Action item: Whenever a line of the material contains the string "MockgenError", it should be copied.
[Given records Boundary: Start]
use mockgen_model::{MockgenError, Result};
use serde::{Deserialize, Serialize};
use std::collections::BTreeMap;
use std::path::Path;

/// Exported type metadata of one compiled package.
///
/// Only the declarations that were asked for are present.
#[derive(Debug, Clone, Serialize, Deserialize, PartialEq, Eq)]
pub struct PackageArchive {
    /// Import path of the package
    pub path: String,

    #[serde(default)]
    pub decls: BTreeMap<String, ArchiveDecl>,
}

#[derive(Debug, Clone, Copy, Serialize, Deserialize, PartialEq, Eq)]
#[serde(rename_all = "snake_case")]
pub enum DeclKind {
    Interface,
    Struct,
    Other,
}

impl DeclKind {
    pub fn as_str(self) -> &'static str {
        match self {
            DeclKind::Interface => "interface",
            DeclKind::Struct => "struct",
            DeclKind::Other => "non-interface type",
        }
    }
}

/// A named declaration and, for interfaces, its flattened method set
#[derive(Debug, Clone, Serialize, Deserialize, PartialEq, Eq)]
pub struct ArchiveDecl {
    pub kind: DeclKind,

    #[serde(default, skip_serializing_if = "Vec::is_empty")]
    pub methods: Vec<ArchiveMethod>,
}

#[derive(Debug, Clone, Serialize, Deserialize, PartialEq, Eq)]
pub struct ArchiveMethod {
    pub name: String,

    #[serde(default)]
    pub params: Vec<ArchiveType>,

    #[serde(default)]
    pub results: Vec<ArchiveType>,

    /// The last parameter is `...T`; its entry holds `T`
    #[serde(default)]
    pub variadic: bool,
}

#[derive(Debug, Clone, Copy, Serialize, Deserialize, PartialEq, Eq, Default)]
#[serde(rename_all = "snake_case")]
pub enum ArchiveChanDir {
    #[default]
    Both,
    Send,
    Recv,
}

#[derive(Debug, Clone, Serialize, Deserialize, PartialEq, Eq)]
pub struct ArchiveField {
    pub name: String,
    #[serde(rename = "type")]
    pub ty: ArchiveType,
}

/// A type as reported by the reflect program
#[derive(Debug, Clone, Serialize, Deserialize, PartialEq, Eq)]
#[serde(tag = "kind", rename_all = "snake_case")]
pub enum ArchiveType {
    /// Defined or predeclared type; `package` is empty for predeclared ones
    Named {
        #[serde(default)]
        package: String,
        name: String,
    },
    Pointer {
        elem: Box<ArchiveType>,
    },
    Slice {
        elem: Box<ArchiveType>,
    },
    Array {
        len: u64,
        elem: Box<ArchiveType>,
    },
    Map {
        key: Box<ArchiveType>,
        value: Box<ArchiveType>,
    },
    Chan {
        #[serde(default)]
        dir: ArchiveChanDir,
        elem: Box<ArchiveType>,
    },
    Func {
        #[serde(default)]
        params: Vec<ArchiveType>,
        #[serde(default)]
        results: Vec<ArchiveType>,
        #[serde(default)]
        variadic: bool,
    },
    Interface {
        #[serde(default)]
        methods: Vec<ArchiveMethod>,
    },
    Struct {
        #[serde(default)]
        fields: Vec<ArchiveField>,
    },
}

impl PackageArchive {
    /// Read an archive file
    pub fn load(path: &Path) -> Result<Self> {
        let text = std::fs::read_to_string(path)
            .map_err(|e| MockgenError::archive(path.display().to_string(), e.to_string()))?;
        Self::from_json(&text, &path.display().to_string())
    }

    /// Parse archive JSON; `origin` names the input in errors
    pub fn from_json(text: &str, origin: &str) -> Result<Self> {
        let archive: Self =
            serde_json::from_str(text).map_err(|e| MockgenError::archive(origin, e.to_string()))?;
        if archive.path.is_empty() {
            return Err(MockgenError::archive(origin, "missing package path"));
        }
        for (name, decl) in &archive.decls {
            if decl.kind != DeclKind::Interface && !decl.methods.is_empty() {
                return Err(MockgenError::archive(
                    origin,
                    format!("{name} is a {} but lists methods", decl.kind.as_str()),
                ));
            }
        }
        Ok(archive)
    }

    pub fn decl(&self, name: &str) -> Option<&ArchiveDecl> {
        self.decls.get(name)
    }
}

#[cfg(test)]
mod tests {
    use super::*;

    #[test]
    fn parses_tagged_types() {
        let archive = PackageArchive::from_json(
            r#"{
  "path": "example.com/svc",
  "decls": {
    "FooerService": {
      "kind": "interface",
      "methods": [
        {
          "name": "DoIt",
          "params": [
            {"kind": "named", "package": "context", "name": "Context"},
            {"kind": "pointer", "elem": {"kind": "named", "package": "example.com/svc", "name": "Request"}}
          ],
          "results": [
            {"kind": "pointer", "elem": {"kind": "named", "package": "example.com/svc", "name": "Response"}},
            {"kind": "named", "name": "error"}
          ]
        }
      ]
    },
    "Request": {"kind": "struct"}
  }
}"#,
            "fixture",
        )
        .unwrap();

        let decl = archive.decl("FooerService").unwrap();
        assert_eq!(decl.kind, DeclKind::Interface);
        assert_eq!(decl.methods[0].params.len(), 2);
        assert_eq!(
            decl.methods[0].results[1],
            ArchiveType::Named {
                package: String::new(),
                name: "error".into()
            }
        );
        assert_eq!(archive.decl("Request").unwrap().kind, DeclKind::Struct);
    }

    #[test]
    fn malformed_json_is_an_archive_error() {
        let err = PackageArchive::from_json("{\"path\": 3}", "fixture").unwrap_err();
        assert!(matches!(err, MockgenError::Archive { ref path, .. } if path == "fixture"));
    }

    #[test]
    fn methods_on_non_interface_are_rejected() {
        let err = PackageArchive::from_json(
            r#"{"path": "p", "decls": {"S": {"kind": "struct", "methods": [{"name": "M"}]}}}"#,
            "fixture",
        )
        .unwrap_err();
        assert!(err.to_string().contains("lists methods"), "{err}");
    }
}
[Given records Boundary: End]
Written response:
use mockgen_model::{MockgenError, Result};
            .map_err(|e| MockgenError::archive(path.display().to_string(), e.to_string()))?;
            serde_json::from_str(text).map_err(|e| MockgenError::archive(origin, e.to_string()))?;
            return Err(MockgenError::archive(origin, "missing package path"));
                return Err(MockgenError::archive(
        assert!(matches!(err, MockgenError::Archive { ref path, .. } if path == "fixture"));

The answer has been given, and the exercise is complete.